[Saved data entries]
[Start of section]

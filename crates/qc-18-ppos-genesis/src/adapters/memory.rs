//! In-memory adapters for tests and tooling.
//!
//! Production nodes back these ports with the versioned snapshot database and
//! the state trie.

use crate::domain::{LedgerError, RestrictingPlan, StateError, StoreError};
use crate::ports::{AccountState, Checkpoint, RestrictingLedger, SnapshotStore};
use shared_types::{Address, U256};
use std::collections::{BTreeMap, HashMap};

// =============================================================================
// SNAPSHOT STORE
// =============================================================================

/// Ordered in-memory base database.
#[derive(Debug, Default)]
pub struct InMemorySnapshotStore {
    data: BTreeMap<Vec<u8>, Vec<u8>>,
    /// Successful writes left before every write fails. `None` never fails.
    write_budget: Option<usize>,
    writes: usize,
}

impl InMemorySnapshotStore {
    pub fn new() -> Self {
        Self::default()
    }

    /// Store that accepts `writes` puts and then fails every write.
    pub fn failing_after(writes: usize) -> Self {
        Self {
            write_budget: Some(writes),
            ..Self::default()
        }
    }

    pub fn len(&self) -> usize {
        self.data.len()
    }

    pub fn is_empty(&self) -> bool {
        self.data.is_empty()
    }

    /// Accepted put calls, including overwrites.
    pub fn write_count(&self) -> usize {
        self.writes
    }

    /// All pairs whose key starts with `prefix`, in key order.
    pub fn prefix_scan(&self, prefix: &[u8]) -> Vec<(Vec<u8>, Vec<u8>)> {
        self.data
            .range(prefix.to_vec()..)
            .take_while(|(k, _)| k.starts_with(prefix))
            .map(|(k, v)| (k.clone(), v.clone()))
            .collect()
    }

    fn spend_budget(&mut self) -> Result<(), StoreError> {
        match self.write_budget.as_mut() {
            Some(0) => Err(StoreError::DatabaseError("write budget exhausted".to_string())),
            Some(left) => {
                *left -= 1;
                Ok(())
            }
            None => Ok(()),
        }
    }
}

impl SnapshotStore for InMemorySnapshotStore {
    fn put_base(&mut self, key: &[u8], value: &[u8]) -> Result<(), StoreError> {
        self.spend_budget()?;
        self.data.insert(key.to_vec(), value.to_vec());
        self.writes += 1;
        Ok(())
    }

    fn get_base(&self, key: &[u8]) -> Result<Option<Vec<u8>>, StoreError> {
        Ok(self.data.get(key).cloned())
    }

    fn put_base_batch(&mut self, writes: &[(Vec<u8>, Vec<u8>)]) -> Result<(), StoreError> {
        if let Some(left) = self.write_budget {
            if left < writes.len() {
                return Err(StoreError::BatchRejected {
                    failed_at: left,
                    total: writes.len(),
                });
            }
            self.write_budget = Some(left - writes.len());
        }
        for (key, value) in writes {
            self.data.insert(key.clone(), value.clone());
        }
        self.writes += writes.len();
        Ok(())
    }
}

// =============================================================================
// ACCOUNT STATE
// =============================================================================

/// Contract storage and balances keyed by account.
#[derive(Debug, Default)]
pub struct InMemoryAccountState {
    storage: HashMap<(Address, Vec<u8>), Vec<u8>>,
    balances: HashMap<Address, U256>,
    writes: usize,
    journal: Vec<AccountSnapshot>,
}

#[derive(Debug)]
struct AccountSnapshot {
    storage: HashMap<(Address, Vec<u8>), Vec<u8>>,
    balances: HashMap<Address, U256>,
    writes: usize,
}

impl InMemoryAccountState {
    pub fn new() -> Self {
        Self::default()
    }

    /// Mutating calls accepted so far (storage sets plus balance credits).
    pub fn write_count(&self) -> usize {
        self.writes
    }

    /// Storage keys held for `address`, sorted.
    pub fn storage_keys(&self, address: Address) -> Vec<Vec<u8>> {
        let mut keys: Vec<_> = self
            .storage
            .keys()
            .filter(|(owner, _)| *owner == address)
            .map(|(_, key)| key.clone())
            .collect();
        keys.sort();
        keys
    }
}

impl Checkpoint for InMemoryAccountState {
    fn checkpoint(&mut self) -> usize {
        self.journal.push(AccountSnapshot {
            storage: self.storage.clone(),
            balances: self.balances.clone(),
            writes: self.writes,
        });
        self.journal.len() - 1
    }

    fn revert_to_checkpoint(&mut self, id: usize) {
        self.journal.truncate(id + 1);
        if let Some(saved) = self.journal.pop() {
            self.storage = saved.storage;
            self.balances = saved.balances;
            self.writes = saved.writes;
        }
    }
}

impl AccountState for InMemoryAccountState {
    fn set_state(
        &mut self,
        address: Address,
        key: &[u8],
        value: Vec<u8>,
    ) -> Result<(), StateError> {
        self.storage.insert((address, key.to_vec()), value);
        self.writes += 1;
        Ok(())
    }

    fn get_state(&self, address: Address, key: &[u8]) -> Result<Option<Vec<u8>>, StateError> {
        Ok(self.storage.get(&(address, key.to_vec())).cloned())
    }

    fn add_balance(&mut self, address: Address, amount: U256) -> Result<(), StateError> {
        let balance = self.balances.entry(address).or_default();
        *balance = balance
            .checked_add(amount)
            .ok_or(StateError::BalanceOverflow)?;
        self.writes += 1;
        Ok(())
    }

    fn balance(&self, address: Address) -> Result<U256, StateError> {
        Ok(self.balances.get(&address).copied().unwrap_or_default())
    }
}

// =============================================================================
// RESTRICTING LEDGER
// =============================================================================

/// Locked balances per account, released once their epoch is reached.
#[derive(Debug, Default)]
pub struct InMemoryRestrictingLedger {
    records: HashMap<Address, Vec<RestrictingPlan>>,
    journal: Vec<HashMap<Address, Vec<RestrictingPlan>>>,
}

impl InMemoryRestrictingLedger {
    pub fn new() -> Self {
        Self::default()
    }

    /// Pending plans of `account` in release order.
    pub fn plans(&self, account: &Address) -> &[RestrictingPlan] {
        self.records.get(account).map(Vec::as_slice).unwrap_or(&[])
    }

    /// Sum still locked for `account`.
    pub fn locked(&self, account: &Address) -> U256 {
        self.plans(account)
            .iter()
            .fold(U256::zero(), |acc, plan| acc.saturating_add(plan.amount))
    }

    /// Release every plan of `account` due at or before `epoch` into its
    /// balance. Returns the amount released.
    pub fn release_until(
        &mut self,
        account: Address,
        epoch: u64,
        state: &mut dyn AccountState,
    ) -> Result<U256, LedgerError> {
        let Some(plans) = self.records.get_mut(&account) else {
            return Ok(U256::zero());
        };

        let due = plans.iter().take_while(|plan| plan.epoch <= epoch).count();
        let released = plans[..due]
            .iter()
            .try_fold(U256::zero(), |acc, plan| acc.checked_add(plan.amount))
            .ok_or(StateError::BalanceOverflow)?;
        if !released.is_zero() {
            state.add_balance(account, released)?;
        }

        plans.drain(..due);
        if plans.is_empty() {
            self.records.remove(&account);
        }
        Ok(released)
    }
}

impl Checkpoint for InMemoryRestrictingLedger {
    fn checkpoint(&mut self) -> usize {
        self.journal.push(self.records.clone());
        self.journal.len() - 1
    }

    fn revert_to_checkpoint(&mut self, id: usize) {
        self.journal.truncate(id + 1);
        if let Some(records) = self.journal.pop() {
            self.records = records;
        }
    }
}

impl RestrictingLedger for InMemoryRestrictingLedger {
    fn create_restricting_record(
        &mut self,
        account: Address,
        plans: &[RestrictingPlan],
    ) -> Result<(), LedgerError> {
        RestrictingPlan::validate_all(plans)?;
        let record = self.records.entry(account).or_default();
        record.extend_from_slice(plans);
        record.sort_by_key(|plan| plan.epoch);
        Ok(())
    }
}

[End of section]

Exercise details:
Which of the lines above contain "before"? Return them all.

Answer space:
    /// Successful writes left before every write fails. `None` never fails.
    /// Release every plan of `account` due at or before `epoch` into its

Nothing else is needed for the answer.